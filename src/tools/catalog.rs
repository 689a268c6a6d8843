//! The closed set of tools the relay can execute.

use std::fmt;
use std::str::FromStr;

use serde_json::{Value, json};

use crate::error::ToolError;
use crate::types::ToolDefinition;

/// Every tool the model may call, by wire name.
#[derive(Debug, Clone, Copy, PartialEq, Eq, Hash, PartialOrd, Ord)]
pub enum ToolName {
    GenerateImage,
    GenerateAudio,
    SearchWeb,
    SearchWikipedia,
    GetCryptoPrice,
    GetStockPrice,
    GetNftCollection,
    GetWeather,
}

/// Timeout class of a tool.
#[derive(Debug, Clone, Copy, PartialEq, Eq, Hash)]
pub enum ToolCategory {
    Media,
    WebSearch,
    Encyclopedia,
    Financial,
    General,
}

impl ToolName {
    pub const ALL: [ToolName; 8] = [
        ToolName::GenerateImage,
        ToolName::GenerateAudio,
        ToolName::SearchWeb,
        ToolName::SearchWikipedia,
        ToolName::GetCryptoPrice,
        ToolName::GetStockPrice,
        ToolName::GetNftCollection,
        ToolName::GetWeather,
    ];

    pub fn as_str(self) -> &'static str {
        match self {
            Self::GenerateImage => "generateImage",
            Self::GenerateAudio => "generateAudio",
            Self::SearchWeb => "searchWeb",
            Self::SearchWikipedia => "searchWikipedia",
            Self::GetCryptoPrice => "getCryptoPrice",
            Self::GetStockPrice => "getStockPrice",
            Self::GetNftCollection => "getNftCollection",
            Self::GetWeather => "getWeather",
        }
    }

    pub fn category(self) -> ToolCategory {
        match self {
            Self::GenerateImage | Self::GenerateAudio => ToolCategory::Media,
            Self::SearchWeb => ToolCategory::WebSearch,
            Self::SearchWikipedia => ToolCategory::Encyclopedia,
            Self::GetCryptoPrice | Self::GetStockPrice | Self::GetNftCollection => {
                ToolCategory::Financial
            }
            Self::GetWeather => ToolCategory::General,
        }
    }

    fn description(self) -> &'static str {
        match self {
            Self::GenerateImage => "Generate an image from a text prompt and return its URL.",
            Self::GenerateAudio => "Synthesize speech audio from text and return its URL.",
            Self::SearchWeb => "Search the web and return the most relevant results.",
            Self::SearchWikipedia => "Look up a topic in the encyclopedia.",
            Self::GetCryptoPrice => "Get the current price of a cryptocurrency.",
            Self::GetStockPrice => "Get the latest quote for a stock ticker.",
            Self::GetNftCollection => "Get floor price and volume for an NFT collection.",
            Self::GetWeather => "Get the current weather for a location.",
        }
    }

    /// JSON schema of the arguments object.
    pub fn parameters(self) -> Value {
        match self {
            Self::GenerateImage => json!({
                "type": "object",
                "properties": {
                    "prompt": {"type": "string", "description": "What the image should show"},
                    "size": {"type": "string", "enum": ["256x256", "512x512", "1024x1024"]}
                },
                "required": ["prompt"]
            }),
            Self::GenerateAudio => json!({
                "type": "object",
                "properties": {
                    "text": {"type": "string"},
                    "voice": {"type": "string"}
                },
                "required": ["text"]
            }),
            Self::SearchWeb | Self::SearchWikipedia => json!({
                "type": "object",
                "properties": {
                    "query": {"type": "string"},
                    "limit": {"type": "integer", "minimum": 1, "maximum": 20}
                },
                "required": ["query"]
            }),
            Self::GetCryptoPrice | Self::GetStockPrice => json!({
                "type": "object",
                "properties": {
                    "symbol": {"type": "string"},
                    "currency": {"type": "string"}
                },
                "required": ["symbol"]
            }),
            Self::GetNftCollection => json!({
                "type": "object",
                "properties": {
                    "collection": {"type": "string", "description": "Collection slug or contract address"},
                    "chain": {"type": "string"}
                },
                "required": ["collection"]
            }),
            Self::GetWeather => json!({
                "type": "object",
                "properties": {
                    "location": {"type": "string"},
                    "units": {"type": "string", "enum": ["metric", "imperial"]}
                },
                "required": ["location"]
            }),
        }
    }

    pub fn definition(self) -> ToolDefinition {
        ToolDefinition::function(self.as_str(), self.description(), self.parameters())
    }

    /// Check `arguments` against this tool's schema.
    pub fn validate_arguments(self, arguments: &Value) -> Result<(), ToolError> {
        if !arguments.is_object() {
            return Err(ToolError::InvalidArguments {
                tool: self.as_str().to_string(),
                reason: "arguments must be a JSON object".to_string(),
            });
        }
        let schema = self.parameters();
        let validator = match jsonschema::validator_for(&schema) {
            Ok(v) => v,
            Err(e) => {
                tracing::warn!(tool = self.as_str(), "invalid tool schema: {}", e);
                return Ok(());
            }
        };
        let messages: Vec<String> = validator
            .iter_errors(arguments)
            .take(3)
            .map(|err| err.to_string())
            .collect();
        if messages.is_empty() {
            Ok(())
        } else {
            Err(ToolError::InvalidArguments {
                tool: self.as_str().to_string(),
                reason: messages.join("; "),
            })
        }
    }
}

impl fmt::Display for ToolName {
    fn fmt(&self, f: &mut fmt::Formatter<'_>) -> fmt::Result {
        f.write_str(self.as_str())
    }
}

impl FromStr for ToolName {
    type Err = ToolError;

    fn from_str(s: &str) -> Result<Self, Self::Err> {
        Self::ALL
            .into_iter()
            .find(|t| t.as_str() == s)
            .ok_or_else(|| ToolError::UnknownTool(s.to_string()))
    }
}

/// Definitions for every tool, in catalogue order.
pub fn all_definitions() -> Vec<ToolDefinition> {
    ToolName::ALL.into_iter().map(ToolName::definition).collect()
}
//! Identity-service backed quota checks.

use std::sync::Arc;
use std::time::{Duration, Instant};

use serde_json::json;
use toolstream::error::ToolError;
use toolstream::quota::{HttpQuotaStore, QuotaDecision, QuotaGuard, QuotaStore};
use toolstream::tools::ToolName;
use wiremock::matchers::{body_json, method, path};
use wiremock::{Mock, MockServer, ResponseTemplate};

#[tokio::test]
async fn snapshot_is_read_from_identity_service() {
    let server = MockServer::start().await;
    Mock::given(method("GET"))
        .and(path("/users/u1/usage"))
        .respond_with(ResponseTemplate::new(200).set_body_json(json!([
            {"tool": "searchWeb", "used": 10, "limit": 10, "windowEnd": "2999-01-01T00:00:00Z"},
            {"tool": "getWeather", "used": 1, "limit": 10}
        ])))
        .mount(&server)
        .await;

    let store = Arc::new(HttpQuotaStore::new(&server.uri(), reqwest::Client::new()));
    let snapshot = store.usage_snapshot("u1").await.expect("snapshot");
    assert_eq!(snapshot.len(), 2);
    assert_eq!(snapshot[0].tool, "searchWeb");

    let guard = QuotaGuard::new(store, 1.0);
    assert_eq!(
        guard.authorize("u1", ToolName::SearchWeb).await,
        QuotaDecision::Deny(ToolError::QuotaDenied("searchWeb".into()))
    );
    assert!(guard.authorize("u1", ToolName::GetWeather).await.is_allowed());
    // no record: unmetered
    assert!(guard.authorize("u1", ToolName::GetStockPrice).await.is_allowed());
}

#[tokio::test]
async fn expired_window_counts_as_reset() {
    let server = MockServer::start().await;
    Mock::given(method("GET"))
        .and(path("/users/u1/usage"))
        .respond_with(ResponseTemplate::new(200).set_body_json(json!([
            {"tool": "searchWeb", "used": 99, "limit": 10, "windowEnd": "2001-01-01T00:00:00Z"}
        ])))
        .mount(&server)
        .await;

    let guard = QuotaGuard::new(
        Arc::new(HttpQuotaStore::new(&server.uri(), reqwest::Client::new())),
        1.0,
    );
    assert!(guard.authorize("u1", ToolName::SearchWeb).await.is_allowed());
}

#[tokio::test]
async fn unavailable_snapshot_denies() {
    let server = MockServer::start().await;
    Mock::given(method("GET"))
        .and(path("/users/u1/usage"))
        .respond_with(ResponseTemplate::new(503))
        .mount(&server)
        .await;

    let guard = QuotaGuard::new(
        Arc::new(HttpQuotaStore::new(&server.uri(), reqwest::Client::new())),
        1.0,
    );
    assert_eq!(
        guard.authorize("u1", ToolName::SearchWeb).await,
        QuotaDecision::Deny(ToolError::QuotaUnavailable("searchWeb".into()))
    );
}

#[tokio::test]
async fn usage_is_recorded_by_tool_name() {
    let server = MockServer::start().await;
    Mock::given(method("POST"))
        .and(path("/users/u1/usage"))
        .and(body_json(json!({"tool": "generateImage"})))
        .respond_with(ResponseTemplate::new(204))
        .expect(1)
        .mount(&server)
        .await;

    let guard = QuotaGuard::new(
        Arc::new(HttpQuotaStore::new(&server.uri(), reqwest::Client::new())),
        1.0,
    );
    guard
        .record("u1", ToolName::GenerateImage)
        .await
        .expect("recorded");
}

#[tokio::test]
async fn user_id_cannot_escape_its_path_segment() {
    let server = MockServer::start().await;
    Mock::given(method("GET"))
        .and(path("/users/victim/usage"))
        .respond_with(ResponseTemplate::new(200).set_body_json(json!([
            {"tool": "searchWeb", "used": 1, "limit": 10}
        ])))
        .expect(0)
        .mount(&server)
        .await;
    Mock::given(method("GET"))
        .and(path("/users/victim%2Fusage%23/usage"))
        .respond_with(ResponseTemplate::new(200).set_body_json(json!([])))
        .expect(1)
        .mount(&server)
        .await;
    Mock::given(method("POST"))
        .and(path("/users/victim%2Fusage%23/usage"))
        .respond_with(ResponseTemplate::new(204))
        .expect(1)
        .mount(&server)
        .await;

    let store = HttpQuotaStore::new(&server.uri(), reqwest::Client::new());
    let snapshot = store.usage_snapshot("victim/usage#").await.expect("snapshot");
    assert!(snapshot.is_empty());
    store
        .record_usage("victim/usage#", "searchWeb")
        .await
        .expect("recorded");
}

#[tokio::test]
async fn stalled_identity_service_denies_within_deadline() {
    let server = MockServer::start().await;
    Mock::given(method("GET"))
        .and(path("/users/u1/usage"))
        .respond_with(
            ResponseTemplate::new(200)
                .set_body_json(json!([]))
                .set_delay(Duration::from_secs(5)),
        )
        .mount(&server)
        .await;

    let guard = QuotaGuard::new(
        Arc::new(HttpQuotaStore::new(&server.uri(), reqwest::Client::new())),
        1.0,
    )
    .with_timeout(Duration::from_millis(200));
    let started = Instant::now();
    assert_eq!(
        guard.authorize("u1", ToolName::SearchWeb).await,
        QuotaDecision::Deny(ToolError::QuotaUnavailable("searchWeb".into()))
    );
    assert!(started.elapsed() < Duration::from_secs(3));
}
------------------------
Try it: The answer must be every line from the records above that contains the word "return", copied in full.

Reply:
            Self::GenerateImage => "Generate an image from a text prompt and return its URL.",
            Self::GenerateAudio => "Synthesize speech audio from text and return its URL.",
            Self::SearchWeb => "Search the web and return the most relevant results.",
            return Err(ToolError::InvalidArguments {
                return Ok(());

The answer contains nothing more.